Je trouve sur le net 
T2 : cuisine + séjour + chambre
F2 : 2 pièces en plus de la cuisine et de la salle de bains.
Les Tn n'auraient pas de salle de bains ? Quelqu'un sait


----------



## itka

Je n'ai jamais pu obtenir de réponse claire à cette question !
Plusieurs agents immobiliers m'ont certifié que c'était la même chose, mais j'ai lu quelque part, sans autre précision, que tel appartement était un T2, pas un F2 (ou le contraire)... Donc, s'il y a un agent immobilier sur le forum...


----------



## reka

Bonjour,

S'il vous plaît, qu'est-ce que c'est qu'un T1, T2, T3 en ce qui concerne logement?

Merci!


----------



## tilt

Il s'agit d'un code qui indique le nombre de pièces du logement.
_T_ veut dire _Type_. On rencontre parfois _F1, F2, F3_... (sans que je sache ce que signifie ce _F_ ; peut-être _Formule_).

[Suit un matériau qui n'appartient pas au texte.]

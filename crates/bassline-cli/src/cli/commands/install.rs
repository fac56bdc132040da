//! `bassline install` – fetch every archive and place its library.

use anyhow::Result;
use bassline_core::layout;
use bassline_core::manifest::Manifest;
use bassline_core::provision::{Provisioner, RunOutcome};
use std::path::PathBuf;

pub fn run_install(dest: Option<PathBuf>, scratch: Option<PathBuf>) -> Result<()> {
    let dest_root = dest.unwrap_or_else(layout::default_dest_root);
    let scratch_root = scratch.unwrap_or_else(|| PathBuf::from("."));
    tracing::debug!(dest = %dest_root.display(), scratch = %scratch_root.display(), "install");

    let provisioner = Provisioner::new(Manifest::builtin(), &dest_root, scratch_root);
    let outcome = provisioner.run_with_progress(|spec, placed| {
        println!("  {:<22} -> {}", spec.name, placed.display());
    })?;

    match outcome {
        RunOutcome::DestinationMissing => {
            println!("{}", layout::guidance(&dest_root));
        }
        RunOutcome::Completed(report) => {
            println!(
                "Installed {} libraries into {} ({} scratch directories removed).",
                report.files_placed,
                dest_root.display(),
                report.scratch_removed
            );
        }
    }
    Ok(())
}
pub mod backend;
pub mod config;
pub mod errors;
pub mod gate;
pub mod logging;
pub mod models;
pub mod session;
pub mod store;
pub mod user_files;

pub use backend::{Backend, MainPaneRow, ResumeOutcome, DEFAULT_HOMESERVER};
pub use config::CoreConfig;
pub use errors::{CoreError, Result};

Attention, le nombre indiqué n'inclut pas les pièces d'eau (cuisine, toilettes, salle de bain, cabinet de douche, etc.).
Dans la plupart des cas, il comptabilise donc uniquement le salon + les chambres.


----------



## CapnPrep

tilt said:


> On rencontre parfois _F1, F2, F3_... (sans que je sache ce que signifie ce _F_ ; peut-être _Formule_).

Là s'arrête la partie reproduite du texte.